------ Record set

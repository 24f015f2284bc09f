//! Single-pass removal of diagnostic statements from a file's lines.

use serde::{Deserialize, Serialize};

use super::matcher::{classify, should_remove};
use crate::source::category::FileCategory;

/// One line dropped by a rewrite.
#[derive(Debug, Clone, PartialEq, Eq, Serialize, Deserialize)]
pub struct RemovalRecord {
    /// 1-based line number in the input
    pub line_number: usize,
    /// The removed line, trimmed of surrounding whitespace
    pub original_text: String,
    /// Statement tag, e.g. `"console.log"` or `"logging_import"`
    pub statement_type: String,
}

/// Outcome of rewriting one file.
#[derive(Debug, Clone, Default, PartialEq, Eq, Serialize, Deserialize)]
pub struct RewriteResult {
    /// Whether at least one line was dropped
    pub modified: bool,
    /// Retained lines, verbatim and in input order (terminators included)
    pub cleaned_lines: Vec<String>,
    /// Dropped lines, in input order
    pub removals: Vec<RemovalRecord>,
}

impl RewriteResult {
    /// Number of lines dropped.
    pub fn lines_removed(&self) -> usize {
        self.removals.len()
    }

    /// The retained lines joined back into file content.
    pub fn content(&self) -> String {
        self.cleaned_lines.concat()
    }
}

/// Drop every removable diagnostic line.
///
/// Lines are visited in order with no lookahead; a diagnostic call whose
/// arguments span several physical lines is only removed if a rule matches
/// one of those lines on its own.
///
/// # Example
///
/// ```rust
/// use logcleanerlib::{rewrite, FileCategory};
///
/// let lines = ["console.log('test');\n", "valid code;\n", "console.error('test');"];
/// let result = rewrite(&lines, FileCategory::CStyleScript);
///
/// assert!(result.modified);
/// assert_eq!(result.cleaned_lines, vec!["valid code;\n"]);
/// assert_eq!(result.removals.len(), 2);
/// ```
pub fn rewrite<S: AsRef<str>>(lines: &[S], category: FileCategory) -> RewriteResult {
    let mut result = RewriteResult::default();

    for (idx, line) in lines.iter().enumerate() {
        let line = line.as_ref();
        if should_remove(line, category) {
            let statement_type = classify(line, category);
            tracing::debug!(line = idx + 1, %statement_type, "matched diagnostic statement");
            result.removals.push(RemovalRecord {
                line_number: idx + 1,
                original_text: line.trim().to_string(),
                statement_type,
            });
        } else {
            result.cleaned_lines.push(line.to_string());
        }
    }

    result.modified = !result.removals.is_empty();
    result
}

------------

• _Directions for this task_
Locate and copy each line in the data above that includes the word "modified".

• _Task response_
    pub modified: bool,
/// assert!(result.modified);
    result.modified = !result.removals.is_empty();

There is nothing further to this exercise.